Conformational landscapes of rigid and flexible molecules explored with variable temperature ion mobility-mass spectrometry

Understanding the effect of temperature to the structural integrity and dynamics of proteins has relevance for many areas including biotechnology and the maintenance of a stable food supply for the climate emergency. The methods that can explore changes in structure as a function of sub-ambient temperature are scant, and yet many drugs are stored at such temperatures. Here we show how variable temperature ion mobility-mass spectrometry (VT-IM-MS) can provide the role of temperature on conformational landscapes in the form of collision cross sections at discrete temperatures. To delineate collision effects from structural change we report measurements made on four molecules that possess different degrees of rigidity namely: poly (L-lysine) (PLL) dendrimer, ubiquitin, β-casein and α-synuclein from 190-350K. We show that the PLL dendrimer varies with temperature consistent with collision theory, and conclude, as expected, its structure does not alter significantly over this range. By contrast, the structure of each protein is altered by the temperature of the drift gas, with notable unfolding to all charge states at 350 K and also at 250 K, following predicted in vitro stability curves, and with conformational variation that gives qualitative insights to the effect of temperature on the free energy landscape of these proteins.
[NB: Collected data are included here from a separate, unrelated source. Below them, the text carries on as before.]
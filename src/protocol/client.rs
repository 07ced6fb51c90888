//! `ProtocolEngine` (ClientSide): the state machine that owns an
//! outbound connection to a peer, per `spec.md` §4.3.

use std::io;
use std::sync::Arc;
use std::time::Duration;

use tokio::io::{AsyncRead, AsyncReadExt, AsyncWrite, AsyncWriteExt, ReadHalf, WriteHalf};
use tokio::task::JoinHandle;
use tokio::time::timeout;

use crate::error::{ProtocolError, RelayError, ServerError, TimeoutError};
use crate::frame::{Command, Frame, FrameCodec};
use crate::queue::{Watermark, WatermarkQueue};
use crate::translate::Message;

use super::{header_value, negotiate, parse_heart_beat, PauseGate, WriteItem};

const READ_BUF_SIZE: usize = 8192;

/// The heartbeat intervals negotiated during the `CONNECT`/`CONNECTED`
/// handshake, in milliseconds; `0` means disabled.
#[derive(Debug, Clone, Copy)]
pub struct HeartBeats {
    pub hb_send: u64,
    pub hb_recv: u64,
}

/// Connection-time parameters for a client-role engine.
#[derive(Debug, Clone)]
pub struct ClientConfig {
    pub host: String,
    pub send_destination: String,
    pub hb_send_min: u64,
    pub hb_recv_desired: u64,
    pub max_network_delay: Duration,
    pub send_capacity: usize,
    pub recv_capacity: usize,
}

impl Default for ClientConfig {
    fn default() -> Self {
        ClientConfig {
            host: String::new(),
            send_destination: String::new(),
            hb_send_min: 0,
            hb_recv_desired: 0,
            max_network_delay: super::DEFAULT_MAX_NETWORK_DELAY,
            send_capacity: 16,
            recv_capacity: 16,
        }
    }
}

/// A running client-role connection: the queues the relay loop talks
/// through, plus the writer/reader task handles.
pub struct ClientConnection {
    pub send_queue: Arc<WatermarkQueue<WriteItem<Message>>>,
    pub recv_queue: Arc<WatermarkQueue<String>>,
    pub heart_beats: HeartBeats,
    pub pause_gate: Arc<PauseGate>,
    writer_task: JoinHandle<Result<(), RelayError>>,
    reader_task: JoinHandle<Result<(), RelayError>>,
}

impl ClientConnection {
    /// Wait for both the writer and reader tasks to finish, e.g. after
    /// pushing `WriteItem::Close` onto the send-queue.
    pub async fn join(self) -> Result<(), RelayError> {
        let (w, r) = tokio::join!(self.writer_task, self.reader_task);
        w.expect("writer task panicked")?;
        r.expect("reader task panicked")?;
        Ok(())
    }
}

/// Perform the `CONNECT`/`CONNECTED` handshake and spawn the writer and
/// reader tasks. `transport` must already be a live, authenticated
/// (e.g. post-TLS-handshake) byte stream.
pub async fn connect<T>(transport: T, cfg: ClientConfig) -> Result<ClientConnection, RelayError>
where
    T: AsyncRead + AsyncWrite + Unpin + Send + 'static,
{
    let (mut reader, mut writer) = tokio::io::split(transport);

    let connect_frame = Frame::new(
        Command::Connect,
        vec![
            ("accept-version".to_owned(), "1.2".to_owned()),
            ("host".to_owned(), cfg.host.clone()),
            (
                "heart-beat".to_owned(),
                format!("{},{}", cfg.hb_send_min, cfg.hb_recv_desired),
            ),
        ],
        Vec::new(),
    );
    writer.write_all(&connect_frame.encode()).await?;

    let mut codec = FrameCodec::default();
    let heart_beats = read_connected(&mut reader, &mut codec, &cfg).await?;

    let send_queue = WatermarkQueue::new(cfg.send_capacity);
    let recv_queue = WatermarkQueue::new(cfg.recv_capacity);
    let pause_gate = Arc::new(PauseGate::new());

    let writer_task = tokio::spawn(writer_loop(
        writer,
        send_queue.clone(),
        cfg.send_destination.clone(),
        heart_beats.hb_send,
    ));
    let reader_task = tokio::spawn(reader_loop(
        reader,
        codec,
        recv_queue.clone(),
        pause_gate.clone(),
        heart_beats.hb_recv,
        cfg.max_network_delay,
    ));

    Ok(ClientConnection {
        send_queue,
        recv_queue,
        heart_beats,
        pause_gate,
        writer_task,
        reader_task,
    })
}

async fn read_connected<R: AsyncRead + Unpin>(
    reader: &mut R,
    codec: &mut FrameCodec,
    cfg: &ClientConfig,
) -> Result<HeartBeats, RelayError> {
    let mut buf = [0u8; READ_BUF_SIZE];
    loop {
        let n = timeout(cfg.max_network_delay, reader.read(&mut buf))
            .await
            .map_err(|_| TimeoutError::Handshake(cfg.max_network_delay))??;
        if n == 0 {
            return Err(ProtocolError::Io(io::Error::new(
                io::ErrorKind::UnexpectedEof,
                "connection closed during handshake",
            ))
            .into());
        }
        codec.feed(&buf[..n]);
        for frame in codec.drain_frames()? {
            match frame {
                Frame::Heartbeat => continue,
                Frame::Command {
                    command: Command::Connected,
                    headers,
                    ..
                } => {
                    let version = header_value(&headers, "version").ok_or(ProtocolError::MissingHeader("version"))?;
                    if version != "1.2" {
                        return Err(ProtocolError::UnsupportedVersion(version.to_owned()).into());
                    }
                    let (peer_sx, peer_sy) = parse_heart_beat(header_value(&headers, "heart-beat").unwrap_or("0,0"))?;
                    return Ok(HeartBeats {
                        hb_send: negotiate(cfg.hb_send_min, peer_sy),
                        hb_recv: negotiate(cfg.hb_recv_desired, peer_sx),
                    });
                }
                Frame::Command { command, .. } => {
                    return Err(ProtocolError::UnexpectedCommand(command.as_str().to_owned()).into());
                }
            }
        }
    }
}

async fn writer_loop(
    writer: WriteHalf<impl AsyncWrite>,
    send_queue: Arc<WatermarkQueue<WriteItem<Message>>>,
    destination: String,
    hb_send: u64,
) -> Result<(), RelayError> {
    let result = writer_loop_inner(writer, send_queue.clone(), destination, hb_send).await;
    send_queue.close();
    result
}

async fn writer_loop_inner(
    mut writer: WriteHalf<impl AsyncWrite>,
    send_queue: Arc<WatermarkQueue<WriteItem<Message>>>,
    destination: String,
    hb_send: u64,
) -> Result<(), RelayError> {
    loop {
        let item = if hb_send > 0 {
            match timeout(Duration::from_millis(hb_send), send_queue.get()).await {
                Ok(item) => item,
                Err(_) => {
                    writer.write_all(b"\n").await?;
                    continue;
                }
            }
        } else {
            send_queue.get().await
        };

        let Some(item) = item else {
            return Ok(());
        };
        send_queue.task_done();

        match item {
            WriteItem::Item(message) => {
                let headers = vec![
                    ("destination".to_owned(), destination.clone()),
                    ("content-type".to_owned(), message.content_type.clone()),
                    ("receipt".to_owned(), message.id.clone()),
                ];
                let frame = Frame::new(Command::Send, headers, message.body);
                writer.write_all(&frame.encode()).await?;
            }
            WriteItem::Close => {
                let frame = Frame::new(Command::Disconnect, vec![("receipt".to_owned(), "close".to_owned())], Vec::new());
                writer.write_all(&frame.encode()).await?;
                return Ok(());
            }
            WriteItem::Error(e) => {
                let headers = vec![("message".to_owned(), e.message.clone())];
                let body = e.context.unwrap_or_default();
                let frame = Frame::new(Command::Error, headers, body);
                writer.write_all(&frame.encode()).await?;
                return Ok(());
            }
        }
    }
}

async fn reader_loop(
    reader: ReadHalf<impl AsyncRead>,
    codec: FrameCodec,
    recv_queue: Arc<WatermarkQueue<String>>,
    pause_gate: Arc<PauseGate>,
    hb_recv: u64,
    max_network_delay: Duration,
) -> Result<(), RelayError> {
    let result = reader_loop_inner(reader, codec, recv_queue.clone(), pause_gate, hb_recv, max_network_delay).await;
    recv_queue.close();
    result
}

async fn reader_loop_inner(
    mut reader: ReadHalf<impl AsyncRead>,
    mut codec: FrameCodec,
    recv_queue: Arc<WatermarkQueue<String>>,
    pause_gate: Arc<PauseGate>,
    hb_recv: u64,
    max_network_delay: Duration,
) -> Result<(), RelayError> {
    let watchdog_timeout = Duration::from_millis(hb_recv) + max_network_delay;
    let mut buf = [0u8; READ_BUF_SIZE];

    loop {
        pause_gate.wait_if_paused().await;

        let n = if hb_recv > 0 {
            match timeout(watchdog_timeout, reader.read(&mut buf)).await {
                Ok(r) => r?,
                Err(_) => return Err(TimeoutError::Heartbeat(watchdog_timeout).into()),
            }
        } else {
            reader.read(&mut buf).await?
        };
        if n == 0 {
            return Ok(());
        }

        codec.feed(&buf[..n]);
        for frame in codec.drain_frames()? {
            match frame {
                Frame::Heartbeat => {}
                Frame::Command {
                    command: Command::Receipt,
                    headers,
                    ..
                } => {
                    let id = header_value(&headers, "receipt-id")
                        .ok_or(ProtocolError::MissingHeader("receipt-id"))?
                        .to_owned();
                    if let Some(Watermark::High) = recv_queue.put(id).await {
                        pause_gate.pause();
                    }
                }
                Frame::Command {
                    command: Command::Error,
                    headers,
                    body,
                } => {
                    let message = header_value(&headers, "message").unwrap_or_default().to_owned();
                    return Err(ServerError {
                        message,
                        receipt_id: None,
                        context: Some(body),
                        context_type: None,
                        context_content_type: None,
                    }
                    .into());
                }
                Frame::Command { command, .. } => {
                    return Err(ProtocolError::UnexpectedCommand(command.as_str().to_owned()).into());
                }
            }
        }
    }
}

#[cfg(test)]
mod tests {
    use super::*;

    async fn respond_connected(server: &mut (impl AsyncRead + AsyncWrite + Unpin), heart_beat: &str) {
        let mut buf = [0u8; 4096];
        let n = server.read(&mut buf).await.unwrap();
        assert!(buf[..n].starts_with(b"CONNECT\n"));
        let frame = Frame::new(
            Command::Connected,
            vec![
                ("version".to_owned(), "1.2".to_owned()),
                ("heart-beat".to_owned(), heart_beat.to_owned()),
            ],
            Vec::new(),
        );
        server.write_all(&frame.encode()).await.unwrap();
    }

    #[tokio::test]
    async fn connect_negotiates_heart_beats_from_seed_scenario_1() {
        let (client_io, mut server_io) = tokio::io::duplex(4096);
        let cfg = ClientConfig {
            host: "my".to_owned(),
            send_destination: "dest".to_owned(),
            hb_send_min: 1000,
            hb_recv_desired: 90,
            ..Default::default()
        };

        let server_task = tokio::spawn(async move {
            respond_connected(&mut server_io, "500,8000").await;
            server_io
        });

        let conn = connect(client_io, cfg).await.unwrap();
        assert_eq!(conn.heart_beats.hb_send, 8000);
        assert_eq!(conn.heart_beats.hb_recv, 500);

        drop(server_task);
    }

    #[tokio::test]
    async fn writer_emits_send_with_receipt_from_seed_scenario_2() {
        let (client_io, mut server_io) = tokio::io::duplex(4096);
        let cfg = ClientConfig {
            host: "my".to_owned(),
            send_destination: "dest".to_owned(),
            ..Default::default()
        };

        let server_task = tokio::spawn(async move {
            respond_connected(&mut server_io, "0,0").await;
            let mut buf = [0u8; 4096];
            let n = server_io.read(&mut buf).await.unwrap();
            (server_io, buf[..n].to_vec())
        });

        let conn = connect(client_io, cfg).await.unwrap();
        conn.send_queue
            .put(WriteItem::Item(Message {
                id: "m1".to_owned(),
                message_type: "x".to_owned(),
                content_type: "text/plain".to_owned(),
                body: b"1".to_vec(),
            }))
            .await;

        let (_server_io, sent) = server_task.await.unwrap();
        assert_eq!(
            sent,
            b"SEND\ndestination:dest\ncontent-type:text/plain\nreceipt:m1\ncontent-length:1\n\n1\x00"
        );
    }
}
We also show that we can kinetically trap unfolding intermediates at drift temperatures of 210 K and 190 K on a millisecond experimental time scale. For alpha-synuclein, the 13+ ions present two distinct conformers and VT-IM-MS measurements allow us to calculate the transition rate and activation energies for conversion between these. These data exemplify the capability of VT-IM-MS to provide insights to thermodynamics involved in conformational restructuring.